La obsesión de Hirokazu Koreeda por la familia
Ahora que buena parte del cine chino parece abducido por el wuxia, el género de artes marciales al que se han apuntado casi todos sus directores de prestigio, bueno es echarle una ojeada al cine que se hace en Japón que suele ofrecer muy agradables sorpresas (aún recuerdo Aguas tranquilas, de la realizadora japonesa Naomi Kawase, como una de las mejores películas vistas últimamente).
Buena parte del cine nipón bascula entre una explicitud extrema, en violencia (Takashi Mike) y sexo (Nagisa Oshima), y una sutileza, también extrema, en lo sentimental, que para un espectador occidental puede resultar ciertamente kistch. Hay incluso directores, como el desaparecido Takeshi Kitano, que tan de moda estuvo hace una década, que iba de lo gore a lo cursi en una misma película, casi en un mismo plano (binomio gángster/niño).
La sombra del gran maestro Yasujirô Ozu, el cineasta del melodrama familiar japonés, el Frank Capra del país del sol naciente, es tan alargada que llega hasta los cineastas de hoy en día, e Hirokazu Koreeda (Tokio, 1962) es un claro ejemplo de ello. Su filmografía— After life (1998), Air Doll (2009), Un día en familia (2008), Nadie sabe (2004), De tal padre, tal hijo (2013)—gira de forma obsesiva alrededor de la familia y la pérdida de alguno de los seres queridos, y Nuestra hermana pequeña no es una excepción.
Sachi, Yoshino y Chika son tres hermanas que viven en Kamakura, Japón, en la casa de su abuela, porque su madre las abandonó cuando, a su vez, fue abandonada por su marido. Cuando muere el padre de las chicas, que se fue de casa para vivir con su amante cuando eran pequeñas, conocen a la hija que tuvo trece años antes, de esa otra relación, y deciden, de común acuerdo, adoptarla.
Nuestra hermana pequeña es la adaptación de un manga de Yoshida Akimi y la historia discurre, en sus más de dos horas, por el delgado filo que separa lo emotivo de la cursilería sin entrar nunca en esta última, y esa es una de las principales virtudes de este film sutil y hermoso, que se degusta sin premuras y rezuma positivismo en cada uno de sus fotogramas. Hirokazu Koreeda describe el día a día de esas tres hermanas, que luego son cuatro: su despertar siempre presuroso en casa de la abuela que hace de madre, para coger ese tren que las lleva a la escuela a unas, al trabajo a otras; las relaciones entre ellas, que se desenvuelven dentro del más absoluto respeto; los ritos funerarios repetidos cuando se muere el padre y la dueña de ese restaurante en el que suelen reunirse; el cariño que se tienen entre ellas, aunque la rigidez cultural impida efusiones de piel (no hay apenas abrazos, y menos, besos entre ellas). El director nipón construye un film costumbrista sobre el devenir de esa familia que funciona y es inmensamente feliz aunque los padres sean dos ausentes porque la mayor adopta el papel de madre/padre y sus hermanas aceptan su autoridad, un trabajo que Hirokazu Koreeda borda gracias a sus jóvenes y bellas intérpretes.

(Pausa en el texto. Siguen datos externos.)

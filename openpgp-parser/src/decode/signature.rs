//! Signature packets (tag 2): versions 2, 3, and 4.
//!
//! See [Section 5.2 of RFC 4880].
//!
//! [Section 5.2 of RFC 4880]: https://tools.ietf.org/html/rfc4880#section-5.2

use buffered_reader::BufferedReader;

use crate::error::{Error, Result};
use crate::mpi::Mpi;
use crate::packet::{Common, Signature, SignatureMaterial};
use crate::subpacket::{self, SubpacketKind};
use crate::types::{HashAlgorithm, PublicKeyAlgorithm};

/// Decodes a `Signature` body of any supported version.
pub fn decode<C>(
    common: Common,
    source: &mut dyn BufferedReader<C>,
    budget: &mut usize,
) -> Result<Signature> {
    if *budget < 1 {
        return Err(Error::invalid_in(common.tag, "empty Signature body"));
    }
    let version = source.get()?;
    *budget -= 1;
    match version {
        2 | 3 => decode_v3(common, version, source, budget),
        4 => decode_v4(common, source, budget),
        other => Err(Error::invalid_in(common.tag, format!("unsupported version {other}"))),
    }
}

fn decode_v3<C>(
    common: Common,
    version: u8,
    source: &mut dyn BufferedReader<C>,
    budget: &mut usize,
) -> Result<Signature> {
    // 1 (hashed-material length, always 5, not itself stored) + 1
    // (sig class) + 4 (timestamp) + 8 (keyid) + 1 (pubkey algo) + 1
    // (digest algo) + 2 (digest start).
    if *budget < 18 {
        return Err(Error::invalid_in(common.tag, "truncated v3 Signature body"));
    }
    let hashed_len = source.get()?;
    if hashed_len != 5 {
        return Err(Error::invalid_in(common.tag, "v3 signature hashed-material length must be 5"));
    }
    let sig_class = source.get()?;
    let timestamp = source.read_be_u32()?;
    let hi = source.read_be_u32()?;
    let lo = source.read_be_u32()?;
    let pubkey_algo = PublicKeyAlgorithm::from(source.get()?);
    let digest_algo = HashAlgorithm::from(source.get()?);
    let mut digest_start = [0u8; 2];
    digest_start[0] = source.get()?;
    digest_start[1] = source.get()?;
    *budget -= 18;
    let material = read_material(pubkey_algo, source, budget)?;
    Ok(Signature {
        common,
        version,
        sig_class,
        pubkey_algo,
        digest_algo,
        digest_start,
        timestamp,
        keyid: Some((hi, lo)),
        hashed_data: None,
        unhashed_data: None,
        material,
    })
}

fn decode_v4<C>(
    common: Common,
    source: &mut dyn BufferedReader<C>,
    budget: &mut usize,
) -> Result<Signature> {
    if *budget < 4 {
        return Err(Error::invalid_in(common.tag, "truncated v4 Signature body"));
    }
    let sig_class = source.get()?;
    let pubkey_algo = PublicKeyAlgorithm::from(source.get()?);
    let digest_algo = HashAlgorithm::from(source.get()?);
    *budget -= 3;

    let hashed_data = read_subpacket_area(source, budget)?;
    let unhashed_data = read_subpacket_area(source, budget)?;

    let mut digest_start = [0u8; 2];
    if *budget < 2 {
        return Err(Error::invalid_in(common.tag, "truncated Signature digest-start field"));
    }
    digest_start[0] = source.get()?;
    digest_start[1] = source.get()?;
    *budget -= 2;

    // A missing creation time or issuer is a soft error per this
    // parser's design (Invariant: malformed subpacket *content*, as
    // opposed to a malformed subpacket *area*, never aborts the
    // packet): both fields degrade to their documented default rather
    // than failing the whole signature.
    let timestamp = subpacket::find(&hashed_data[2..], SubpacketKind::SignatureCreationTime)
        .ok()
        .flatten()
        .map(|body| u32::from_be_bytes([body[0], body[1], body[2], body[3]]))
        .unwrap_or_else(|| {
            log::warn!("v4 signature missing signature-creation-time subpacket");
            0
        });
    let keyid = subpacket::find(&unhashed_data[2..], SubpacketKind::Issuer)
        .ok()
        .flatten()
        .map(|body| {
            let hi = u32::from_be_bytes([body[0], body[1], body[2], body[3]]);
            let lo = u32::from_be_bytes([body[4], body[5], body[6], body[7]]);
            (hi, lo)
        })
        .or_else(|| {
            log::warn!("v4 signature missing issuer subpacket");
            None
        });

    let material = read_material(pubkey_algo, source, budget)?;
    Ok(Signature {
        common,
        version: 4,
        sig_class,
        pubkey_algo,
        digest_algo,
        digest_start,
        timestamp,
        keyid,
        hashed_data: Some(hashed_data),
        unhashed_data: Some(unhashed_data),
        material,
    })
}

/// Reads a v4 subpacket area, returning it verbatim *including* its
/// 2-byte length prefix (needed later to reconstruct the exact signed
/// bytes).
fn read_subpacket_area<C>(source: &mut dyn BufferedReader<C>, budget: &mut usize) -> Result<Vec<u8>> {
    if *budget < 2 {
        return Err(Error::invalid("truncated subpacket area length"));
    }
    let len = source.read_be_u16()? as usize;
    *budget -= 2;
    if len > 10_000 {
        return Err(Error::invalid("subpacket area exceeds 10,000-byte limit"));
    }
    if len > *budget {
        return Err(Error::invalid("subpacket area exceeds packet body"));
    }
    let body = source.data_consume_hard(len)?[..len].to_vec();
    *budget -= len;
    let mut area = Vec::with_capacity(len + 2);
    area.extend_from_slice(&(len as u16).to_be_bytes());
    area.extend_from_slice(&body);
    Ok(area)
}

fn read_material<C>(
    pubkey_algo: PublicKeyAlgorithm,
    source: &mut dyn BufferedReader<C>,
    budget: &mut usize,
) -> Result<Option<SignatureMaterial>> {
    Ok(match pubkey_algo {
        PublicKeyAlgorithm::RsaEncryptSign | PublicKeyAlgorithm::RsaSignOnly => {
            Some(SignatureMaterial::Rsa { s: Mpi::parse(source, budget)? })
        }
        PublicKeyAlgorithm::Dsa => {
            let r = Mpi::parse(source, budget)?;
            let s = Mpi::parse(source, budget)?;
            Some(SignatureMaterial::Dsa { r, s })
        }
        PublicKeyAlgorithm::ElgamalEncryptSign => {
            let r = Mpi::parse(source, budget)?;
            let s = Mpi::parse(source, budget)?;
            Some(SignatureMaterial::Elgamal { r, s })
        }
        _ => None,
    })
}

#[cfg(test)]
mod tests {
    use super::*;
    use crate::length::BodyLength;
    use crate::packet::Tag;
    use buffered_reader::Memory;

    fn common(len: usize) -> Common {
        Common { tag: Tag::Signature, header_len: 2, length: BodyLength::Definite(len as u64) }
    }

    #[test]
    fn decodes_v3() {
        let mut bytes = vec![5u8 /* hashed-material length, fixed */, 0x00 /* sig class */];
        bytes.extend_from_slice(&[0, 0, 0, 9]); // timestamp
        bytes.extend_from_slice(&[0, 0, 0, 1]);
        bytes.extend_from_slice(&[0, 0, 0, 2]);
        bytes.push(1); // RSA
        bytes.push(2); // SHA-1
        bytes.extend_from_slice(&[0xaa, 0xbb]);
        bytes.extend_from_slice(&[0, 2, 0x03]); // MPI
        let mut src = Memory::new(&bytes);
        let mut budget = bytes.len();
        let pkt = decode_v3(common(bytes.len()), 3, &mut src, &mut budget).unwrap();
        assert_eq!(pkt.timestamp, 9);
        assert_eq!(pkt.keyid, Some((1, 2)));
        // Exercises the exact 18-fixed-byte budget accounting: a wrong
        // subtraction here would leave a stray byte rather than 0.
        assert_eq!(budget, 0);
    }

    #[test]
    fn v4_missing_issuer_is_soft_error() {
        let mut bytes = vec![0u8 /* sig class */, 1 /* RSA */, 2 /* SHA1 */];
        bytes.extend_from_slice(&[0, 0]); // empty hashed area
        bytes.extend_from_slice(&[0, 0]); // empty unhashed area
        bytes.extend_from_slice(&[0xaa, 0xbb]); // digest start
        bytes.extend_from_slice(&[0, 2, 0x03]); // MPI
        let mut src = Memory::new(&bytes);
        let mut budget = bytes.len();
        let pkt = decode_v4(common(bytes.len()), &mut src, &mut budget).unwrap();
        assert_eq!(pkt.timestamp, 0);
        assert_eq!(pkt.keyid, None);
        assert_eq!(budget, 0);
    }

    #[test]
    fn rejects_subpacket_area_over_10_000_bytes() {
        let mut bytes = vec![0u8 /* sig class */, 1 /* RSA */, 2 /* SHA1 */];
        bytes.extend_from_slice(&[0x27, 0x11]); // hashed area length: 10001
        bytes.extend(std::iter::repeat(0u8).take(10_001));
        let mut src = Memory::new(&bytes);
        let mut budget = bytes.len();
        assert!(decode_v4(common(bytes.len()), &mut src, &mut budget).is_err());
    }
}
//! The simplest packet bodies: raw byte blobs with no internal
//! structure (User ID, Comment, and the historical RFC 1991 Comment),
//! plus Ring Trust, which has no corresponding [`crate::packet::Packet`]
//! variant at all.

use buffered_reader::BufferedReader;

use crate::error::Result;
use crate::packet::{Comment, Common, UserId};

/// Decodes a `UserId` body: the entire body is the UTF-8-ish user ID
/// string, stored verbatim without validating encoding (a malformed
/// User ID is not this parser's concern to reject).
pub fn decode_user_id<C>(
    common: Common,
    source: &mut dyn BufferedReader<C>,
    budget: &mut usize,
) -> Result<UserId> {
    let value = read_rest(source, budget)?;
    Ok(UserId { common, value })
}

/// Decodes a `Comment` body (used for both the modern and RFC
/// 1991-era private-use comment packets; which one is recorded in
/// `common.tag`).
pub fn decode_comment<C>(
    common: Common,
    source: &mut dyn BufferedReader<C>,
    budget: &mut usize,
) -> Result<Comment> {
    let value = read_rest(source, budget)?;
    Ok(Comment { common, value })
}

/// Reads a Ring Trust packet's single flag byte.
///
/// There is no `Packet::RingTrust` variant: per this parser's design,
/// ring trust is GnuPG-private keyring bookkeeping that list mode
/// prints but that otherwise produces no packet at all (see
/// [`crate::dispatch`]). This function exists purely so the dispatcher
/// has something to call for that printing.
pub fn decode_ring_trust<C>(source: &mut dyn BufferedReader<C>, budget: &mut usize) -> Result<u8> {
    if *budget == 0 {
        return Ok(0);
    }
    let flag = source.get()?;
    *budget -= 1;
    Ok(flag)
}

fn read_rest<C>(source: &mut dyn BufferedReader<C>, budget: &mut usize) -> Result<Vec<u8>> {
    let n = *budget;
    let bytes = if n == 0 {
        Vec::new()
    } else {
        source.data_consume_hard(n)?[..n].to_vec()
    };
    *budget = 0;
    Ok(bytes)
}

#[cfg(test)]
mod tests {
    use super::*;
    use crate::length::BodyLength;
    use crate::packet::Tag;
    use buffered_reader::Memory;

    #[test]
    fn decodes_user_id() {
        let mut src = Memory::new(b"alice@example.org");
        let common = Common { tag: Tag::UserId, header_len: 2, length: BodyLength::Definite(18) };
        let mut budget = 18usize;
        let pkt = decode_user_id(common, &mut src, &mut budget).unwrap();
        assert_eq!(pkt.value, b"alice@example.org");
        assert_eq!(budget, 0);
    }

    #[test]
    fn ring_trust_reads_flag() {
        let mut src = Memory::new(&[0x01]);
        let mut budget = 1usize;
        assert_eq!(decode_ring_trust(&mut src, &mut budget).unwrap(), 1);
        assert_eq!(budget, 0);
    }
}
//! Per-packet-type payload decoders.
//!
//! Every decoder here takes a materialized body — a
//! [`buffered_reader::BufferedReader`] bounded to exactly one packet's
//! bytes — plus a `budget` counter it must keep in lockstep with how
//! many bytes it has actually consumed, the same discipline
//! [`crate::mpi::Mpi::parse`] uses. [`crate::dispatch`] is responsible
//! for materializing that bounded body (handling definite, old-format
//! indeterminate, and new-format partial-body framing uniformly)
//! before calling into any of these.
//!
//! The three packet types whose body is itself arbitrary opaque data
//! — Literal, Compressed, and Encrypted — are the exception: their
//! small fixed-format header fields are decoded here, but the bulk
//! payload is left on the shared reader for the caller to stream, so
//! those functions are called directly against the live
//! [`crate::reader::Reader`] rather than a materialized buffer. See
//! [`literal::decode`] and [`container::decode_compressed`].

pub mod cert;
pub mod container;
pub mod literal;
pub mod misc;
pub mod onepass;
pub mod pkesk;
pub mod s2k;
pub mod signature;
pub mod skesk;

use buffered_reader::BufferedReader;

use crate::error::Result;
use crate::packet::{Common, Packet, Tag};
use crate::reader::Reader;

/// Whether this crate has a payload decoder for `tag` at all.
///
/// `false` for [`Tag::Unknown`] (including the reserved "deleted" type
/// 0) — those are always skipped by the dispatcher, never decoded
/// (Invariant 4/5). Every other recognized tag is `true`, including
/// [`Tag::RingTrust`], which is decoded (its one flag byte is read and,
/// in list mode, printed) even though it never produces a [`Packet`].
pub fn has_decoder(tag: Tag) -> bool {
    !matches!(tag, Tag::Unknown(_))
}

/// Whether `tag`'s body is handed to the caller as a live stream
/// (§4.9's Plaintext/Compressed/Encrypted) rather than being fully
/// materialized into a [`Packet`] by [`dispatch_payload`].
pub fn is_streaming(tag: Tag) -> bool {
    matches!(
        tag,
        Tag::Literal | Tag::CompressedData | Tag::SymmetricallyEncrypted | Tag::Seip
    )
}

/// Dispatches a non-streaming packet body: reads the declared body
/// (self-limited to `budget` bytes) and produces the decoded
/// [`Packet`], or `None` for tags that are decoded but never produce
/// one ([`Tag::RingTrust`], and the legacy `'#'`-comment quirk inside a
/// [`Tag::PublicSubkeyCert`] — see [`cert::decode_public`]).
///
/// Must not be called for a tag [`is_streaming`] reports `true` for;
/// use [`dispatch_streaming`] instead.
pub fn dispatch_payload<C>(
    common: Common,
    source: &mut dyn BufferedReader<C>,
    budget: &mut usize,
) -> Result<Option<Packet>> {
    debug_assert!(!is_streaming(common.tag));
    Ok(match common.tag {
        Tag::SymkeyEnc => Some(Packet::SymkeyEnc(skesk::decode(common, source, budget)?)),
        Tag::PubkeyEnc => Some(Packet::PubkeyEnc(pkesk::decode(common, source, budget)?)),
        Tag::Signature => Some(Packet::Signature(signature::decode(common, source, budget)?)),
        Tag::OnePassSig => Some(Packet::OnepassSig(onepass::decode(common, source, budget)?)),
        Tag::PublicCert => {
            cert::decode_public(common, false, source, budget)?.map(Packet::PublicCert)
        }
        Tag::PublicSubkeyCert => {
            cert::decode_public(common, true, source, budget)?.map(Packet::PublicSubkeyCert)
        }
        Tag::SecretCert => Some(Packet::SecretCert(cert::decode_secret(common, source, budget)?)),
        Tag::SecretSubkeyCert => {
            Some(Packet::SecretSubkeyCert(cert::decode_secret(common, source, budget)?))
        }
        Tag::UserId => Some(Packet::UserId(misc::decode_user_id(common, source, budget)?)),
        Tag::Comment | Tag::OldComment => {
            Some(Packet::Comment(misc::decode_comment(common, source, budget)?))
        }
        Tag::RingTrust => {
            let flag = misc::decode_ring_trust(source, budget)?;
            crate::list::print_ring_trust(flag);
            None
        }
        Tag::Literal | Tag::CompressedData | Tag::SymmetricallyEncrypted | Tag::Seip => {
            unreachable!("streaming tags are handled by dispatch_streaming")
        }
        Tag::Unknown(code) => return Err(crate::error::Error::UnknownPacket(code)),
    })
}

/// Dispatches a streaming packet body: reads only the small fixed
/// header that precedes the nested stream and leaves `reader`
/// positioned at (and armed for) the rest, which the caller consumes
/// before making another dispatch call.
///
/// Must not be called for a tag [`is_streaming`] reports `false` for.
pub fn dispatch_streaming(common: Common, reader: &mut Reader) -> Result<Packet> {
    debug_assert!(is_streaming(common.tag));
    Ok(match common.tag {
        Tag::Literal => Packet::Literal(literal::decode(common, reader)?),
        Tag::CompressedData => Packet::CompressedData(container::decode_compressed(common, reader)?),
        Tag::SymmetricallyEncrypted => {
            Packet::Encrypted(container::decode_encrypted(common, false)?)
        }
        Tag::Seip => Packet::Encrypted(container::decode_encrypted(common, true)?),
        _ => unreachable!("non-streaming tags are handled by dispatch_payload"),
    })
}

#[cfg(test)]
mod tests {
    use super::*;

    #[test]
    fn unknown_tag_has_no_decoder() {
        assert!(!has_decoder(Tag::Unknown(0)));
        assert!(!has_decoder(Tag::Unknown(60)));
    }

    #[test]
    fn ring_trust_has_a_decoder_but_is_not_streaming() {
        assert!(has_decoder(Tag::RingTrust));
        assert!(!is_streaming(Tag::RingTrust));
    }

    #[test]
    fn streaming_tags_are_exactly_the_container_types() {
        for tag in [Tag::Literal, Tag::CompressedData, Tag::SymmetricallyEncrypted, Tag::Seip] {
            assert!(is_streaming(tag));
        }
        for tag in [Tag::Signature, Tag::UserId, Tag::PublicCert, Tag::RingTrust] {
            assert!(!is_streaming(tag));
        }
    }
}
use std::io;
use std::fmt;
use std::cmp;

use crate::{BufferedReader, buffered_reader_generic_read_impl};

/// A `BufferedReader` that imposes an upper bound, in bytes, on an
/// inner reader.
///
/// Reading past the limit looks like EOF, regardless of how much data
/// the inner reader actually has left. This is the standard way to
/// hand a decoder a definite-length body without letting it read past
/// its end.
pub struct Limitor<'a, C> {
    reader: Box<dyn BufferedReader<C> + 'a>,
    remaining: u64,
}

impl<'a, C> fmt::Debug for Limitor<'a, C> {
    fn fmt(&self, f: &mut fmt::Formatter) -> fmt::Result {
        f.debug_struct("buffered_reader::Limitor")
            .field("remaining", &self.remaining)
            .finish()
    }
}

impl<'a, C> Limitor<'a, C> {
    /// Creates a new limiting reader that will yield at most `limit`
    /// more bytes from `reader`.
    pub fn new(reader: Box<dyn BufferedReader<C> + 'a>, limit: u64) -> Self {
        Limitor { reader, remaining: limit }
    }
}

impl<'a, C> io::Read for Limitor<'a, C> {
    fn read(&mut self, buf: &mut [u8]) -> io::Result<usize> {
        buffered_reader_generic_read_impl(self, buf)
    }
}

impl<'a, C> BufferedReader<C> for Limitor<'a, C> {
    fn buffer(&self) -> &[u8] {
        let buf = self.reader.buffer();
        let n = cmp::min(buf.len() as u64, self.remaining) as usize;
        &buf[..n]
    }

    fn data(&mut self, amount: usize) -> io::Result<&[u8]> {
        let capped = cmp::min(amount as u64, self.remaining) as usize;
        let buf = self.reader.data(capped)?;
        let n = cmp::min(buf.len() as u64, self.remaining) as usize;
        Ok(&buf[..n])
    }

    fn consume(&mut self, amount: usize) -> &[u8] {
        assert!(amount as u64 <= self.remaining);
        self.remaining -= amount as u64;
        self.reader.consume(amount)
    }

    fn position(&self) -> u64 {
        self.reader.position()
    }

    fn into_inner<'b>(self: Box<Self>) -> Option<Box<dyn BufferedReader<C> + 'b>>
        where Self: 'b
    {
        Some(self.reader)
    }

    fn get_mut(&mut self) -> Option<&mut dyn BufferedReader<C>> {
        Some(&mut *self.reader)
    }
    fn get_ref(&self) -> Option<&dyn BufferedReader<C>> {
        Some(&*self.reader)
    }

    fn cookie_set(&mut self, cookie: C) -> C { self.reader.cookie_set(cookie) }
    fn cookie_ref(&self) -> &C { self.reader.cookie_ref() }
    fn cookie_mut(&mut self) -> &mut C { self.reader.cookie_mut() }
}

Hay algún momento en que el film peligra por exceso de almíbar —ese paseo en bicicleta por debajo de un túnel de cerezos en flor; algunos tramos de la banda musical, absolutamente deleznables—, pero en conjunto es una película muy medida y el espectador empatiza pronto con sus jóvenes y delicadas protagonistas, flores de loto todas ellas—ahí también se le va la mano al director—de un jardín oriental.